- [PROMPT]
Lines in the data below that contain the word "second" are to be copied.

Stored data
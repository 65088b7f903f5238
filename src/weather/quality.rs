//! # Weather Quality Checks
//!
//! Independent per-sample checks over a weather series. Each flag is
//! computed on its own; [`QualityFlags::any`] ORs them together.

use std::fmt::Write as _;
use std::ops::RangeInclusive;

use chrono::{DateTime, FixedOffset};
use serde::{Deserialize, Serialize};

use super::WeatherSeries;
use crate::domain::{Location, WeatherColumn, WeatherSample};
use crate::error::Result;
use crate::solar::SolarGeometry;

const REPORT_EXAMPLES: usize = 10;

#[derive(Debug, Clone, Copy, PartialEq, Serialize, Deserialize)]
pub struct QualityThresholds {
    /// Global irradiance tolerated with the sun down, W/m²
    pub night_irradiance: f64,
    /// Allowed |ghi - (dhi + dni·cos z)|, W/m²
    pub consistency_tolerance: f64,
}

impl Default for QualityThresholds {
    fn default() -> Self {
        Self {
            night_irradiance: 10.0,
            consistency_tolerance: 50.0,
        }
    }
}

/// Flags raised for one sample
#[derive(Debug, Clone, Copy, Default, PartialEq, Eq, Serialize, Deserialize)]
pub struct QualityFlags {
    pub nighttime_irradiance: bool,
    pub negative_value: bool,
    pub out_of_range: bool,
    pub inconsistent_irradiance: bool,
}

impl QualityFlags {
    pub fn any(&self) -> bool {
        self.nighttime_irradiance
            || self.negative_value
            || self.out_of_range
            || self.inconsistent_irradiance
    }

    /// Values that cannot be physical; the engine refuses to simulate these.
    pub fn is_malformed(&self) -> bool {
        self.negative_value || self.out_of_range
    }
}

/// Run every check over `series`, one flag set per sample.
pub fn check(
    series: &WeatherSeries,
    location: &Location,
    geometry: &dyn SolarGeometry,
    thresholds: &QualityThresholds,
) -> Result<Vec<QualityFlags>> {
    series
        .iter()
        .map(|sample| {
            let sun = geometry.sun_position(sample.timestamp, location)?;
            Ok(check_sample(sample, sun.elevation_deg, sun.zenith_deg, thresholds))
        })
        .collect()
}

pub fn check_sample(
    sample: &WeatherSample,
    elevation_deg: f64,
    zenith_deg: f64,
    thresholds: &QualityThresholds,
) -> QualityFlags {
    let nighttime_irradiance = elevation_deg <= 0.0
        && sample.ghi.is_some_and(|ghi| ghi > thresholds.night_irradiance);

    let negative_value = [sample.ghi, sample.dni, sample.dhi, sample.wind_speed]
        .into_iter()
        .flatten()
        .any(|v| v < 0.0);

    let out_of_range = !malformed_columns(sample).is_empty();

    // only meaningful with the sun up and all three components measured
    let inconsistent_irradiance = match (sample.ghi, sample.dni, sample.dhi) {
        (Some(ghi), Some(dni), Some(dhi)) if zenith_deg < 90.0 => {
            let closure = dhi + dni * zenith_deg.to_radians().cos();
            (ghi - closure).abs() > thresholds.consistency_tolerance
        }
        _ => false,
    };

    QualityFlags {
        nighttime_irradiance,
        negative_value,
        out_of_range,
        inconsistent_irradiance,
    }
}

/// Plausible values per column
fn physical_range(column: WeatherColumn) -> RangeInclusive<f64> {
    match column {
        WeatherColumn::AmbientTemp => -60.0..=60.0,
        WeatherColumn::Ghi | WeatherColumn::Dni => 0.0..=1500.0,
        WeatherColumn::Dhi => 0.0..=1000.0,
        WeatherColumn::WindSpeed => 0.0..=50.0,
        WeatherColumn::CloudCover => 0.0..=100.0,
    }
}

/// Columns of `sample` holding a negative or out-of-range value
pub fn malformed_columns(sample: &WeatherSample) -> Vec<WeatherColumn> {
    WeatherColumn::ALL
        .into_iter()
        .filter(|c| sample.get(*c).is_some_and(|v| !physical_range(*c).contains(&v)))
        .collect()
}

/// Aggregate view over the flags of a series
#[derive(Debug, Clone, PartialEq, Serialize, Deserialize)]
pub struct QualityReport {
    pub total_samples: usize,
    pub flagged_samples: usize,
    pub nighttime_irradiance: usize,
    pub negative_value: usize,
    pub out_of_range: usize,
    pub inconsistent_irradiance: usize,
    /// First few flagged timestamps
    pub examples: Vec<DateTime<FixedOffset>>,
}

impl QualityReport {
    pub fn from_flags(series: &WeatherSeries, flags: &[QualityFlags]) -> Self {
        let count = |f: fn(&QualityFlags) -> bool| flags.iter().filter(|x| f(x)).count();
        let examples = series
            .iter()
            .zip(flags)
            .filter(|(_, f)| f.any())
            .take(REPORT_EXAMPLES)
            .map(|(s, _)| s.timestamp)
            .collect();
        Self {
            total_samples: flags.len(),
            flagged_samples: count(QualityFlags::any),
            nighttime_irradiance: count(|f| f.nighttime_irradiance),
            negative_value: count(|f| f.negative_value),
            out_of_range: count(|f| f.out_of_range),
            inconsistent_irradiance: count(|f| f.inconsistent_irradiance),
            examples,
        }
    }

    /// Share of clean samples, in percent
    pub fn quality_percent(&self) -> f64 {
        if self.total_samples == 0 {
            return 100.0;
        }
        100.0 * (self.total_samples - self.flagged_samples) as f64 / self.total_samples as f64
    }

    pub fn render(&self) -> String {
        let mut out = String::new();
        let _ = writeln!(out, "Weather data quality report");
        let _ = writeln!(out, "  samples:                 {}", self.total_samples);
        let _ = writeln!(
            out,
            "  flagged:                 {} ({:.1}% clean)",
            self.flagged_samples,
            self.quality_percent()
        );
        let _ = writeln!(out, "  nighttime irradiance:    {}", self.nighttime_irradiance);
        let _ = writeln!(out, "  negative values:         {}", self.negative_value);
        let _ = writeln!(out, "  out of range:            {}", self.out_of_range);
        let _ = writeln!(out, "  inconsistent irradiance: {}", self.inconsistent_irradiance);
        if !self.examples.is_empty() {
            let _ = writeln!(out, "  first flagged:");
            for ts in &self.examples {
                let _ = writeln!(out, "    {}", ts.to_rfc3339());
            }
        }
        out
    }
}

#[cfg(test)]
mod tests {
    use super::*;
    use crate::solar::SpaIneichen;

    fn sample(ts: &str) -> WeatherSample {
        WeatherSample::empty(DateTime::parse_from_rfc3339(ts).unwrap())
    }

    #[test]
    fn nighttime_irradiance_is_the_only_flag_at_night() {
        let mut s = sample("2024-06-01T02:00:00Z");
        s.ambient_temp_c = Some(12.0);
        s.ghi = Some(50.0);
        let flags = check_sample(&s, -20.0, 110.0, &QualityThresholds::default());
        assert!(flags.nighttime_irradiance);
        assert!(!flags.negative_value);
        assert!(!flags.out_of_range);
        assert!(!flags.inconsistent_irradiance);
        assert!(flags.any());
        assert!(!flags.is_malformed());
    }

    #[test]
    fn negative_values_are_also_out_of_range() {
        let mut s = sample("2024-06-01T12:00:00Z");
        s.wind_speed = Some(-1.0);
        let flags = check_sample(&s, 50.0, 40.0, &QualityThresholds::default());
        assert!(flags.negative_value);
        assert!(flags.out_of_range);
        assert!(flags.is_malformed());
    }

    #[test]
    fn range_limits_per_column() {
        let t = QualityThresholds::default();
        let mut s = sample("2024-06-01T12:00:00Z");
        s.dhi = Some(1200.0);
        assert!(check_sample(&s, 50.0, 40.0, &t).out_of_range);
        let mut s = sample("2024-06-01T12:00:00Z");
        s.ambient_temp_c = Some(-61.0);
        assert!(check_sample(&s, 50.0, 40.0, &t).out_of_range);
        let mut s = sample("2024-06-01T12:00:00Z");
        s.cloud_cover_percent = Some(101.0);
        assert!(check_sample(&s, 50.0, 40.0, &t).out_of_range);
        let mut s = sample("2024-06-01T12:00:00Z");
        s.ghi = Some(1500.0);
        assert!(!check_sample(&s, 50.0, 40.0, &t).out_of_range);
    }

    #[test]
    fn malformed_columns_names_each_offender() {
        let mut s = sample("2024-06-01T12:00:00Z");
        s.ambient_temp_c = Some(-5.0);
        s.ghi = Some(-40.0);
        s.dhi = Some(80.0);
        s.cloud_cover_percent = Some(120.0);
        assert_eq!(
            malformed_columns(&s),
            vec![WeatherColumn::Ghi, WeatherColumn::CloudCover]
        );
    }

    #[test]
    fn closure_mismatch_is_inconsistent() {
        let t = QualityThresholds::default();
        let mut s = sample("2024-06-01T12:00:00Z");
        let cos_z = 40f64.to_radians().cos();
        s.dni = Some(800.0);
        s.dhi = Some(100.0);
        s.ghi = Some(100.0 + 800.0 * cos_z + 30.0);
        assert!(!check_sample(&s, 50.0, 40.0, &t).inconsistent_irradiance);
        s.ghi = Some(100.0 + 800.0 * cos_z + 80.0);
        assert!(check_sample(&s, 50.0, 40.0, &t).inconsistent_irradiance);
    }

    #[test]
    fn check_is_idempotent_and_reported() {
        let loc = Location::new(48.0, 11.0, 500.0, "Europe/Berlin").unwrap();
        let geometry = SpaIneichen::default();
        let mut night = sample("2024-06-01T00:00:00Z");
        night.ambient_temp_c = Some(10.0);
        night.ghi = Some(40.0);
        let mut day = sample("2024-06-01T11:00:00Z");
        day.ambient_temp_c = Some(22.0);
        day.ghi = Some(700.0);
        let series = WeatherSeries::new(vec![night, day]).unwrap();

        let t = QualityThresholds::default();
        let first = check(&series, &loc, &geometry, &t).unwrap();
        let second = check(&series, &loc, &geometry, &t).unwrap();
        assert_eq!(first, second);

        let report = QualityReport::from_flags(&series, &first);
        assert_eq!(report.flagged_samples, 1);
        assert_eq!(report.nighttime_irradiance, 1);
        assert!((report.quality_percent() - 50.0).abs() < 1e-9);
        assert!(report.render().contains("nighttime irradiance:    1"));
    }
}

- [THE ANSWER]
        let second = check(&series, &loc, &geometry, &t).unwrap();
        assert_eq!(first, second);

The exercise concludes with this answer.